Deux moteurs combinés
Copernicus attribue cette flambée à la conjonction de deux phénomènes. D'une part, la tendance de fond du réchauffement climatique d'origine humaine, qui élève progressivement la température de base des océans depuis des décennies. D'autre part, le développement du phénomène cyclique El Niño, décrit par certains observateurs comme particulièrement intense cette année.

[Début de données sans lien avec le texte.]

//! Traffic signal phasing for the intersection
//!
//! Standalone implementation that doesn't depend on Bevy.

use std::collections::BTreeSet;
use std::fmt;

use log::info;

use super::config::SimConfig;
use super::types::{Axis, Direction, SignalState};

/// Named state of the signal cycle
#[derive(Debug, Clone, Copy, PartialEq, Eq, Hash)]
pub enum Phase {
    NorthSouthGreen,
    NorthSouthYellow,
    EastWestGreen,
    EastWestYellow,
    /// All vehicle approaches red while pedestrians cross
    PedestrianWalk,
}

impl Phase {
    /// Light shown to vehicles travelling in `direction` during this phase
    pub fn signal_for(self, direction: Direction) -> SignalState {
        match (self, direction.axis()) {
            (Phase::PedestrianWalk, _) => SignalState::Red,
            (Phase::NorthSouthGreen, Axis::NorthSouth) => SignalState::Green,
            (Phase::NorthSouthYellow, Axis::NorthSouth) => SignalState::Yellow,
            (Phase::EastWestGreen, Axis::EastWest) => SignalState::Green,
            (Phase::EastWestYellow, Axis::EastWest) => SignalState::Yellow,
            _ => SignalState::Red,
        }
    }

    pub fn signals(self) -> SignalStates {
        SignalStates(Direction::ALL.map(|direction| self.signal_for(direction)))
    }

    pub fn is_green(self) -> bool {
        matches!(self, Phase::NorthSouthGreen | Phase::EastWestGreen)
    }

    pub fn is_yellow(self) -> bool {
        matches!(self, Phase::NorthSouthYellow | Phase::EastWestYellow)
    }
}

impl fmt::Display for Phase {
    fn fmt(&self, f: &mut fmt::Formatter<'_>) -> fmt::Result {
        let name = match self {
            Phase::NorthSouthGreen => "NS green",
            Phase::NorthSouthYellow => "NS yellow",
            Phase::EastWestGreen => "EW green",
            Phase::EastWestYellow => "EW yellow",
            Phase::PedestrianWalk => "pedestrian walk",
        };
        f.write_str(name)
    }
}

/// Derived light for each direction, indexed by [`Direction::index`]
#[derive(Debug, Clone, Copy, PartialEq, Eq)]
pub struct SignalStates(pub [SignalState; 4]);

impl SignalStates {
    pub fn get(&self, direction: Direction) -> SignalState {
        self.0[direction.index()]
    }

    pub fn iter(&self) -> impl Iterator<Item = (Direction, SignalState)> + '_ {
        Direction::ALL.into_iter().map(|direction| (direction, self.get(direction)))
    }
}

/// Directions with an outstanding crossing request
#[derive(Debug, Clone, Default, PartialEq, Eq)]
pub struct PedestrianRequests {
    directions: BTreeSet<Direction>,
}

impl PedestrianRequests {
    /// Returns true if the direction was not already requested
    pub fn insert(&mut self, direction: Direction) -> bool {
        self.directions.insert(direction)
    }

    pub fn contains(&self, direction: Direction) -> bool {
        self.directions.contains(&direction)
    }

    pub fn is_empty(&self) -> bool {
        self.directions.is_empty()
    }

    pub fn len(&self) -> usize {
        self.directions.len()
    }

    pub fn iter(&self) -> impl Iterator<Item = Direction> + '_ {
        self.directions.iter().copied()
    }

    fn clear(&mut self) {
        self.directions.clear();
    }
}

/// Outcome of a phase transition
#[derive(Debug, Clone, PartialEq, Eq)]
pub struct PhaseChange {
    pub from: Phase,
    pub to: Phase,
    pub at_ms: u64,
    pub signals: SignalStates,
    /// Directions whose pedestrians cross in the new phase
    pub walk_directions: Vec<Direction>,
    /// Set when a walk ended and the request queue was emptied
    pub requests_cleared: bool,
}

/// The signal state machine.
///
/// Owns the current phase and the pedestrian request queue. Requests are
/// only honoured at a yellow boundary, never by cutting a green short.
#[derive(Debug, Clone)]
pub struct PhaseController {
    phase: Phase,
    phase_started_ms: u64,
    requests: PedestrianRequests,
}

impl PhaseController {
    pub fn new(start_ms: u64) -> Self {
        Self {
            phase: Phase::NorthSouthGreen,
            phase_started_ms: start_ms,
            requests: PedestrianRequests::default(),
        }
    }

    pub fn phase(&self) -> Phase {
        self.phase
    }

    pub fn phase_started_ms(&self) -> u64 {
        self.phase_started_ms
    }

    pub fn signals(&self) -> SignalStates {
        self.phase.signals()
    }

    pub fn requests(&self) -> &PedestrianRequests {
        &self.requests
    }

    /// Queue a crossing request. Returns true if the queue changed.
    pub fn request_crossing(&mut self, direction: Direction) -> bool {
        self.requests.insert(direction)
    }

    /// Advance the state machine to `now_ms`.
    ///
    /// At most one transition happens per call; the new phase starts at
    /// `now_ms`.
    pub fn advance(&mut self, now_ms: u64, config: &SimConfig) -> Option<PhaseChange> {
        let elapsed = now_ms.saturating_sub(self.phase_started_ms);

        let next = match self.phase {
            Phase::NorthSouthGreen if elapsed >= config.green_duration_ms => {
                Phase::NorthSouthYellow
            }
            Phase::EastWestGreen if elapsed >= config.green_duration_ms => Phase::EastWestYellow,
            Phase::NorthSouthYellow if elapsed >= config.yellow_duration_ms => {
                self.after_yellow(Phase::EastWestGreen)
            }
            Phase::EastWestYellow if elapsed >= config.yellow_duration_ms => {
                self.after_yellow(Phase::NorthSouthGreen)
            }
            Phase::PedestrianWalk if elapsed >= config.pedestrian_duration_ms => {
                Phase::NorthSouthGreen
            }
            _ => return None,
        };

        let from = self.phase;
        let walk_directions = if next == Phase::PedestrianWalk {
            self.requests.iter().collect()
        } else {
            Vec::new()
        };
        let requests_cleared = from == Phase::PedestrianWalk;
        if requests_cleared {
            self.requests.clear();
        }

        self.phase = next;
        self.phase_started_ms = now_ms;
        info!("Phase {} -> {} at {}ms", from, next, now_ms);

        Some(PhaseChange {
            from,
            to: next,
            at_ms: now_ms,
            signals: next.signals(),
            walk_directions,
            requests_cleared,
        })
    }

    fn after_yellow(&self, other_green: Phase) -> Phase {
        if self.requests.is_empty() {
            other_green
        } else {
            Phase::PedestrianWalk
        }
    }
}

El Niño, qui se caractérise par un réchauffement anormal des eaux de surface dans le Pacifique tropical, a pour effet classique d'amplifier temporairement les températures mondiales, tant dans l'océan que dans l'atmosphère. Sa combinaison avec le réchauffement de long terme crée un effet cumulatif qui explique, selon l'observatoire européen, l'ampleur inédite de ce nouveau record.
Des océans sous pression
Au-delà du chiffre symbolique, cette hausse traduit une pression croissante sur les écosystèmes marins. Une température de surface élevée favorise notamment le blanchissement des coraux, phénomène par lequel ces organismes expulsent les algues qui leur donnent couleur et nutriments, les rendant plus vulnérables, voire les menant à la mort si le stress thermique persiste. Les chaînes alimentaires marines, des plus petits organismes planctoniques aux grands prédateurs, peuvent également être perturbées par des variations de température trop rapides.
Ce record s'inscrit dans une série d'alertes similaires observées ces dernières années, où les seuils de température océanique sont régulièrement battus, parfois à quelques mois d'intervalle seulement. Cette récurrence interroge sur la capacité des océans à continuer d'absorber la chaleur excédentaire sans conséquences irréversibles sur leur fonctionnement.

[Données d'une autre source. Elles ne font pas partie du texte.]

//! UI module that visualizes the intersection using Bevy
//!
//! This module is purely for visualization - all simulation logic is in the `simulation` module.
//! The UI reads state from `IntersectionSim` and renders it using Bevy's 3D graphics.

mod components;
mod input;
mod sync;
mod world;

use bevy::prelude::*;

pub use components::{IntersectionResource, UiObserver};

use crate::simulation::{Direction, SimConfig};
use components::CameraSettings;
use input::{handle_camera_movement, handle_crossing_requests, handle_input, handle_tunables};
use sync::{
    sync_pedestrians, sync_vehicles, tick_simulation, update_crossing_buttons,
    update_signal_lamps, update_status_text,
};
use world::{setup_status_panel, setup_world};

/// Plugin to register all UI systems
pub struct CrossroadsUIPlugin {
    pub config: SimConfig,
    /// Crossing requests pressed before the first tick
    pub requests: Vec<Direction>,
}

impl Plugin for CrossroadsUIPlugin {
    fn build(&self, app: &mut App) {
        let mut resource = IntersectionResource::new(self.config.clone());
        for direction in &self.requests {
            resource
                .sim
                .request_crossing(*direction, &mut resource.observer);
        }

        app.insert_resource(resource)
            .init_resource::<CameraSettings>()
            .add_systems(Startup, (setup_world, setup_status_panel))
            .add_systems(FixedUpdate, tick_simulation)
            .add_systems(
                Update,
                (
                    sync_vehicles,
                    sync_pedestrians,
                    update_signal_lamps,
                    update_crossing_buttons,
                    update_status_text,
                    handle_input,
                    handle_crossing_requests,
                    handle_tunables,
                    handle_camera_movement,
                ),
            );
    }
}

Un indicateur suivi de près
Les données de Copernicus, qui reposent sur des mesures satellitaires et des observations in situ à l'échelle mondiale, font référence auprès de la communauté scientifique internationale pour le suivi du climat. Le programme européen publie régulièrement des bulletins qui permettent de mesurer, mois après mois, l'évolution des températures terrestres et marines.

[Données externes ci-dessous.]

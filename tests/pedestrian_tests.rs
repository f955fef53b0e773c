//! Pedestrian batches spawned by the walk phase

use std::collections::HashSet;
use std::sync::Arc;

use rand::rngs::StdRng;
use rand::SeedableRng;

use crossroads_sim::simulation::{
    spawn_batch, Direction, IntersectionSim, ManualClock, NullObserver, PedestrianId, Phase,
    SimConfig, SimId, SimPedestrian, CROSSWALK_HALF_LENGTH, MAX_BATCH, MIN_BATCH,
};

/// Drive a fresh simulation into the walk phase with the given requests
fn walking_sim(requests: &[Direction]) -> (IntersectionSim, Arc<ManualClock>) {
    let clock = Arc::new(ManualClock::new(0));
    let mut sim = IntersectionSim::with_clock_and_seed(SimConfig::default(), clock.clone(), 5);
    sim.set_spawning(false);
    for direction in requests {
        sim.request_crossing(*direction, &mut NullObserver);
    }
    clock.set(5000);
    sim.tick(&mut NullObserver);
    clock.set(7000);
    sim.tick(&mut NullObserver);
    (sim, clock)
}

#[test]
fn test_batch_size_and_spacing() {
    let mut rng = StdRng::seed_from_u64(3);
    for round in 0..50 {
        let mut next = round * 10;
        let batch = spawn_batch(Direction::East, &mut rng, || {
            next += 1;
            PedestrianId(SimId(next))
        });
        assert!((MIN_BATCH..=MAX_BATCH).contains(&batch.len()));

        let ids: HashSet<PedestrianId> = batch.iter().map(|p| p.id).collect();
        assert_eq!(ids.len(), batch.len());
        for pedestrian in &batch {
            assert_eq!(pedestrian.direction, Direction::East);
            assert_eq!(pedestrian.progress, 0.0);
            assert!(pedestrian.speed >= 0.01 && pedestrian.speed < 0.02);
            assert_eq!(pedestrian.start.x, -CROSSWALK_HALF_LENGTH);
            assert_eq!(pedestrian.end.x, CROSSWALK_HALF_LENGTH);
            assert_eq!(pedestrian.start.z, pedestrian.end.z);
        }
    }
}

#[test]
fn test_pedestrian_reaches_far_side() {
    let mut pedestrian = SimPedestrian::new(PedestrianId(SimId(0)), Direction::North, 0.0, 0.25);
    assert!(!pedestrian.update());
    assert!(!pedestrian.update());
    assert!(!pedestrian.update());
    assert!(pedestrian.update());
    assert_eq!(pedestrian.progress, 1.0);
    assert_eq!(pedestrian.position, pedestrian.end);
    assert_eq!(pedestrian.end.z, -CROSSWALK_HALF_LENGTH);
}

#[test]
fn test_walk_phase_spawns_for_each_request() {
    let (sim, _clock) = walking_sim(&[Direction::North, Direction::West]);
    assert_eq!(sim.phase(), Phase::PedestrianWalk);

    let pedestrians = sim.pedestrians();
    let north = pedestrians.iter().filter(|p| p.direction == Direction::North).count();
    let west = pedestrians.iter().filter(|p| p.direction == Direction::West).count();
    assert!((MIN_BATCH..=MAX_BATCH).contains(&north));
    assert!((MIN_BATCH..=MAX_BATCH).contains(&west));
    assert_eq!(north + west, pedestrians.len());
    assert_eq!(sim.stats().pedestrian_walks, 1);
}

#[test]
fn test_pedestrians_removed_when_done() {
    let (mut sim, _clock) = walking_sim(&[Direction::South]);
    let spawned = sim.pedestrians().len() as u64;
    assert!(spawned > 0);

    for _ in 0..110 {
        sim.tick(&mut NullObserver);
        for pedestrian in sim.pedestrians() {
            assert!(pedestrian.progress < 1.0);
        }
    }
    assert!(sim.pedestrians().is_empty());
    assert_eq!(sim.stats().pedestrians_spawned, spawned);
    assert_eq!(sim.stats().pedestrians_finished, spawned);
}

#[test]
fn test_no_pedestrians_without_requests() {
    let (sim, _clock) = walking_sim(&[]);
    assert_eq!(sim.phase(), Phase::EastWestGreen);
    assert!(sim.pedestrians().is_empty());
}
//! Hooks for whatever presents the simulation
//!
//! The simulation pushes state out through [`SceneObserver`] and never reads
//! anything back. A renderer places meshes from a [`Frame`], a terminal
//! front end logs it, tests ignore it.

use log::{debug, info};

use super::pedestrian::SimPedestrian;
use super::phase::{PedestrianRequests, Phase, PhaseChange, SignalStates};
use super::vehicle::SimVehicle;

/// Read-only view of the simulation after a tick
#[derive(Debug, Clone, Copy)]
pub struct Frame<'a> {
    pub time_ms: u64,
    pub phase: Phase,
    pub signals: SignalStates,
    pub vehicles: &'a [SimVehicle],
    pub pedestrians: &'a [SimPedestrian],
    pub vehicles_passed: u64,
}

/// Receives simulation output. Every hook except `render` is optional.
pub trait SceneObserver {
    /// Called on every phase transition with the new derived signals
    fn on_phase_changed(&mut self, _change: &PhaseChange) {}

    /// Called whenever the set of requested crossings changes
    fn on_pedestrian_requests_changed(&mut self, _requests: &PedestrianRequests) {}

    /// Called each time a vehicle that crossed the intersection leaves
    fn on_vehicles_passed(&mut self, _total: u64) {}

    /// Called once at the end of every tick
    fn render(&mut self, frame: &Frame<'_>);
}

/// Discards everything
#[derive(Debug, Default, Clone, Copy)]
pub struct NullObserver;

impl SceneObserver for NullObserver {
    fn render(&mut self, _frame: &Frame<'_>) {}
}

/// Writes simulation events to the log
#[derive(Debug, Default, Clone)]
pub struct LogObserver {
    frames: u64,
}

impl SceneObserver for LogObserver {
    fn on_phase_changed(&mut self, change: &PhaseChange) {
        let lights: Vec<String> = change
            .signals
            .iter()
            .map(|(direction, state)| format!("{}={:?}", direction, state))
            .collect();
        info!("Signals now {} ({})", change.to, lights.join(", "));
        if !change.walk_directions.is_empty() {
            let crossings: Vec<&str> = change.walk_directions.iter().map(|d| d.name()).collect();
            info!("Pedestrians crossing: {}", crossings.join(", "));
        }
    }

    fn on_pedestrian_requests_changed(&mut self, requests: &PedestrianRequests) {
        let pending: Vec<&str> = requests.iter().map(|d| d.name()).collect();
        info!("Pending crossing requests: [{}]", pending.join(", "));
    }

    fn on_vehicles_passed(&mut self, total: u64) {
        debug!("Vehicles passed: {}", total);
    }

    fn render(&mut self, frame: &Frame<'_>) {
        self.frames += 1;
        if self.frames % 600 == 0 {
            debug!(
                "t={}ms phase={} vehicles={} pedestrians={}",
                frame.time_ms,
                frame.phase,
                frame.vehicles.len(),
                frame.pedestrians.len()
            );
        }
    }
}
//! Three-lane runner: dodge obstacles, collect coins, pick up power-ups
//!
//! The player stands still at z = 0 while items scroll towards it from
//! z = -30. Power-ups expire through a [`TimerQueue`] drained at the start
//! of each tick.

use log::{debug, info};
use rand::rngs::StdRng;
use rand::seq::IndexedRandom;
use rand::{Rng, SeedableRng};
use std::collections::HashMap;

use super::timers::{TimerId, TimerQueue};

pub const LANE_SPACING: f32 = 2.5;
pub const MIN_LANE: i8 = -1;
pub const MAX_LANE: i8 = 1;

pub const ITEM_SPAWN_Z: f32 = -30.0;
pub const ITEM_DESPAWN_Z: f32 = 5.0;

pub const GROUND_HEIGHT: f32 = 0.5;
pub const JUMP_VELOCITY: f32 = 0.15;
pub const GRAVITY: f32 = 0.01;

pub const BASE_SPEED: f32 = 0.1;
pub const MAX_SPEED: f32 = 0.3;
pub const SPEED_RAMP: f32 = 0.0001;
/// Distance units gained per unit of speed each tick
pub const DISTANCE_PER_SPEED: f32 = 10.0;

pub const OBSTACLE_CHANCE: f64 = 0.02;
pub const COIN_CHANCE: f64 = 0.05;
pub const POWER_UP_CHANCE: f64 = 0.005;

pub const POWER_UP_DURATION_MS: u64 = 5000;
pub const MAGNET_RANGE: f32 = 3.0;
pub const BASE_PULL_RANGE: f32 = 1.0;
pub const PULL_STEP: f32 = 0.2;

const PLAYER_HALF_EXTENTS: Point3 = Point3::new(0.3, 0.3, 0.4);

/// A point or extent in runner space
#[derive(Debug, Clone, Copy, PartialEq, Default)]
pub struct Point3 {
    pub x: f32,
    pub y: f32,
    pub z: f32,
}

impl Point3 {
    pub const fn new(x: f32, y: f32, z: f32) -> Self {
        Self { x, y, z }
    }

    pub fn distance(&self, other: &Point3) -> f32 {
        let dx = self.x - other.x;
        let dy = self.y - other.y;
        let dz = self.z - other.z;
        (dx * dx + dy * dy + dz * dz).sqrt()
    }
}

#[derive(Debug, Clone, Copy, PartialEq, Eq, Hash)]
pub enum ObstacleKind {
    Crate,
    Cone,
    Barrier,
}

#[derive(Debug, Clone, Copy, PartialEq, Eq, Hash)]
pub enum PowerUpKind {
    /// Pulls coins in from further away
    Magnet,
    /// Obstacles are smashed instead of ending the run
    Invincible,
    /// Coins are worth two
    DoubleCoins,
    /// Halves the scroll speed
    Slow,
}

impl PowerUpKind {
    pub const ALL: [PowerUpKind; 4] = [
        PowerUpKind::Magnet,
        PowerUpKind::Invincible,
        PowerUpKind::DoubleCoins,
        PowerUpKind::Slow,
    ];
}

#[derive(Debug, Clone, Copy, PartialEq, Eq, Hash)]
pub enum ItemKind {
    Obstacle(ObstacleKind),
    Coin,
    PowerUp(PowerUpKind),
}

impl ItemKind {
    fn half_extents(self) -> Point3 {
        match self {
            ItemKind::Obstacle(ObstacleKind::Crate) => Point3::new(0.4, 0.4, 0.4),
            ItemKind::Obstacle(ObstacleKind::Cone) => Point3::new(0.4, 0.5, 0.4),
            ItemKind::Obstacle(ObstacleKind::Barrier) => Point3::new(1.0, 0.25, 0.15),
            ItemKind::Coin => Point3::new(0.3, 0.3, 0.05),
            ItemKind::PowerUp(_) => Point3::new(0.4, 0.4, 0.4),
        }
    }

    fn spawn_height(self) -> f32 {
        match self {
            ItemKind::Obstacle(_) => 0.5,
            ItemKind::Coin | ItemKind::PowerUp(_) => 1.0,
        }
    }
}

/// Something scrolling down a lane
#[derive(Debug, Clone, PartialEq)]
pub struct RunnerItem {
    pub id: u32,
    pub kind: ItemKind,
    pub position: Point3,
}

impl RunnerItem {
    fn overlaps(&self, center: &Point3, half: &Point3) -> bool {
        let own = self.kind.half_extents();
        (self.position.x - center.x).abs() < own.x + half.x
            && (self.position.y - center.y).abs() < own.y + half.y
            && (self.position.z - center.z).abs() < own.z + half.z
    }
}

#[derive(Debug, Clone, Copy, PartialEq, Eq)]
pub enum RunState {
    Ready,
    Running,
    Paused,
    Over,
}

/// What a finished run is worth
#[derive(Debug, Clone, Copy, PartialEq, Eq)]
pub struct RunSummary {
    pub distance: u64,
    pub coins: u64,
}

#[derive(Debug, Clone, Copy, PartialEq, Eq)]
pub enum RunnerTick {
    /// Nothing advanced (not running, or paused)
    Idle,
    Continue,
    GameOver(RunSummary),
}

/// The runner game state
pub struct RunnerGame {
    state: RunState,
    lane: i8,
    height: f32,
    /// Vertical speed while airborne
    jump_velocity: Option<f32>,
    distance: f32,
    speed: f32,
    coins: u64,
    items: Vec<RunnerItem>,
    active: HashMap<PowerUpKind, (TimerId, u64)>,
    timers: TimerQueue<PowerUpKind>,
    next_item_id: u32,
    now_ms: u64,
    /// Optional seeded RNG for reproducible runs
    rng: Option<StdRng>,
}

impl Default for RunnerGame {
    fn default() -> Self {
        Self::new()
    }
}

impl RunnerGame {
    fn new_internal(rng: Option<StdRng>) -> Self {
        Self {
            state: RunState::Ready,
            lane: 0,
            height: GROUND_HEIGHT,
            jump_velocity: None,
            distance: 0.0,
            speed: BASE_SPEED,
            coins: 0,
            items: Vec::new(),
            active: HashMap::new(),
            timers: TimerQueue::new(),
            next_item_id: 0,
            now_ms: 0,
            rng,
        }
    }

    pub fn new() -> Self {
        Self::new_internal(None)
    }

    /// Create a runner with a seeded RNG for reproducible runs
    pub fn new_with_seed(seed: u64) -> Self {
        Self::new_internal(Some(StdRng::seed_from_u64(seed)))
    }

    pub fn state(&self) -> RunState {
        self.state
    }

    pub fn lane(&self) -> i8 {
        self.lane
    }

    pub fn player_position(&self) -> Point3 {
        Point3::new(f32::from(self.lane) * LANE_SPACING, self.height, 0.0)
    }

    pub fn is_airborne(&self) -> bool {
        self.jump_velocity.is_some()
    }

    pub fn distance(&self) -> f32 {
        self.distance
    }

    pub fn speed(&self) -> f32 {
        self.speed
    }

    pub fn coins(&self) -> u64 {
        self.coins
    }

    pub fn items(&self) -> &[RunnerItem] {
        &self.items
    }

    pub fn is_active(&self, kind: PowerUpKind) -> bool {
        self.active.contains_key(&kind)
    }

    /// Time left on an active power-up
    pub fn remaining_ms(&self, kind: PowerUpKind) -> Option<u64> {
        self.active
            .get(&kind)
            .map(|(_, expires)| expires.saturating_sub(self.now_ms))
    }

    pub fn summary(&self) -> RunSummary {
        RunSummary {
            distance: self.distance.floor() as u64,
            coins: self.coins,
        }
    }

    /// Start a fresh run at `now_ms`, discarding items and effects
    pub fn start(&mut self, now_ms: u64) {
        self.state = RunState::Running;
        self.lane = 0;
        self.height = GROUND_HEIGHT;
        self.jump_velocity = None;
        self.distance = 0.0;
        self.speed = BASE_SPEED;
        self.coins = 0;
        self.items.clear();
        self.active.clear();
        self.timers.clear();
        self.now_ms = now_ms;
        info!("Run started");
    }

    pub fn pause(&mut self) {
        if self.state == RunState::Running {
            self.state = RunState::Paused;
        }
    }

    pub fn resume(&mut self) {
        if self.state == RunState::Paused {
            self.state = RunState::Running;
        }
    }

    pub fn move_left(&mut self) {
        if self.state == RunState::Running {
            self.lane = (self.lane - 1).max(MIN_LANE);
        }
    }

    pub fn move_right(&mut self) {
        if self.state == RunState::Running {
            self.lane = (self.lane + 1).min(MAX_LANE);
        }
    }

    /// Start a jump; ignored while already airborne
    pub fn jump(&mut self) {
        if self.state == RunState::Running && self.jump_velocity.is_none() {
            self.jump_velocity = Some(JUMP_VELOCITY);
        }
    }

    /// Activate a power-up for [`POWER_UP_DURATION_MS`] from now.
    ///
    /// Picking up one that is already active restarts its countdown.
    pub fn activate(&mut self, kind: PowerUpKind) {
        if let Some((previous, _)) = self.active.remove(&kind) {
            self.timers.cancel(previous);
        }
        let expires = self.now_ms + POWER_UP_DURATION_MS;
        let timer = self.timers.schedule(expires, kind);
        self.active.insert(kind, (timer, expires));
        debug!("Power-up {:?} active until {}ms", kind, expires);
    }

    /// Place an item at the far end of a lane
    pub fn spawn_item(&mut self, kind: ItemKind, lane: i8) -> u32 {
        let id = self.next_item_id;
        self.next_item_id += 1;
        let lane = lane.clamp(MIN_LANE, MAX_LANE);
        self.items.push(RunnerItem {
            id,
            kind,
            position: Point3::new(f32::from(lane) * LANE_SPACING, kind.spawn_height(), ITEM_SPAWN_Z),
        });
        id
    }

    /// Advance one frame at `now_ms`
    pub fn tick(&mut self, now_ms: u64) -> RunnerTick {
        self.now_ms = self.now_ms.max(now_ms);
        for kind in self.timers.drain_due(self.now_ms) {
            self.active.remove(&kind);
            debug!("Power-up {:?} expired", kind);
        }

        if self.state != RunState::Running {
            return RunnerTick::Idle;
        }

        self.speed = (BASE_SPEED + self.distance * SPEED_RAMP).min(MAX_SPEED);
        let current = if self.is_active(PowerUpKind::Slow) {
            self.speed * 0.5
        } else {
            self.speed
        };
        self.distance += current * DISTANCE_PER_SPEED;

        if let Some(velocity) = self.jump_velocity {
            self.height += velocity;
            let velocity = velocity - GRAVITY;
            if self.height <= GROUND_HEIGHT {
                self.height = GROUND_HEIGHT;
                self.jump_velocity = None;
            } else {
                self.jump_velocity = Some(velocity);
            }
        }

        for item in &mut self.items {
            item.position.z += current;
        }
        self.items.retain(|item| item.position.z <= ITEM_DESPAWN_Z);

        self.spawn_random_items();

        match self.resolve_collisions() {
            Some(summary) => RunnerTick::GameOver(summary),
            None => RunnerTick::Continue,
        }
    }

    fn spawn_random_items(&mut self) {
        let mut spawns = Vec::new();
        {
            let mut thread_rng = rand::rng();
            let rng: &mut dyn rand::RngCore = match &mut self.rng {
                Some(rng) => rng,
                None => &mut thread_rng,
            };
            if rng.random_bool(OBSTACLE_CHANCE) {
                let kind = *[ObstacleKind::Crate, ObstacleKind::Cone, ObstacleKind::Barrier]
                    .choose(rng)
                    .unwrap_or(&ObstacleKind::Crate);
                spawns.push((ItemKind::Obstacle(kind), rng.random_range(MIN_LANE..=MAX_LANE)));
            }
            if rng.random_bool(COIN_CHANCE) {
                spawns.push((ItemKind::Coin, rng.random_range(MIN_LANE..=MAX_LANE)));
            }
            if rng.random_bool(POWER_UP_CHANCE) {
                let kind = *PowerUpKind::ALL.choose(rng).unwrap_or(&PowerUpKind::Magnet);
                spawns.push((ItemKind::PowerUp(kind), rng.random_range(MIN_LANE..=MAX_LANE)));
            }
        }
        for (kind, lane) in spawns {
            self.spawn_item(kind, lane);
        }
    }

    fn resolve_collisions(&mut self) -> Option<RunSummary> {
        let player = self.player_position();
        let invincible = self.is_active(PowerUpKind::Invincible);

        let hit_obstacle = self
            .items
            .iter()
            .any(|item| matches!(item.kind, ItemKind::Obstacle(_)) && item.overlaps(&player, &PLAYER_HALF_EXTENTS));
        if hit_obstacle {
            if !invincible {
                self.state = RunState::Over;
                let summary = self.summary();
                info!(
                    "Run over: distance {}, coins {}",
                    summary.distance, summary.coins
                );
                return Some(summary);
            }
            self.items.retain(|item| {
                !(matches!(item.kind, ItemKind::Obstacle(_))
                    && item.overlaps(&player, &PLAYER_HALF_EXTENTS))
            });
        }

        let pull_range = if self.is_active(PowerUpKind::Magnet) {
            MAGNET_RANGE
        } else {
            BASE_PULL_RANGE
        };
        let coin_value = if self.is_active(PowerUpKind::DoubleCoins) {
            2
        } else {
            1
        };

        let mut collected_coins = 0;
        let mut collected_power_ups = Vec::new();
        self.items.retain_mut(|item| match item.kind {
            ItemKind::Coin => {
                let distance = item.position.distance(&player);
                if distance < pull_range && distance > 0.0 {
                    let step = PULL_STEP.min(distance) / distance;
                    item.position.x += (player.x - item.position.x) * step;
                    item.position.y += (player.y - item.position.y) * step;
                    item.position.z += (player.z - item.position.z) * step;
                }
                if item.overlaps(&player, &PLAYER_HALF_EXTENTS) {
                    collected_coins += coin_value;
                    false
                } else {
                    true
                }
            }
            ItemKind::PowerUp(kind) => {
                if item.overlaps(&player, &PLAYER_HALF_EXTENTS) {
                    collected_power_ups.push(kind);
                    false
                } else {
                    true
                }
            }
            ItemKind::Obstacle(_) => true,
        });

        self.coins += collected_coins;
        for kind in collected_power_ups {
            self.activate(kind);
        }
        None
    }
}
//! Crossroads Simulation Library
//!
//! A signalised four-way intersection with vehicles and pedestrians, plus a
//! small lane-runner game. Both run headless or, for the intersection, with
//! a Bevy UI.

pub mod arcade;
pub mod simulation;

#[cfg(feature = "ui")]
pub mod ui;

Ce nouveau record de température océanique s'ajoute à une série d'indicateurs climatiques déjà scrutés avec attention par les chercheurs, qui y voient un signal supplémentaire de l'accélération du changement climatique. Reste à savoir si ce pic du 22 août marquera un point haut isolé ou s'il sera à son tour dépassé dans les mois à venir, comme cela a été le cas à plusieurs reprises depuis 2023.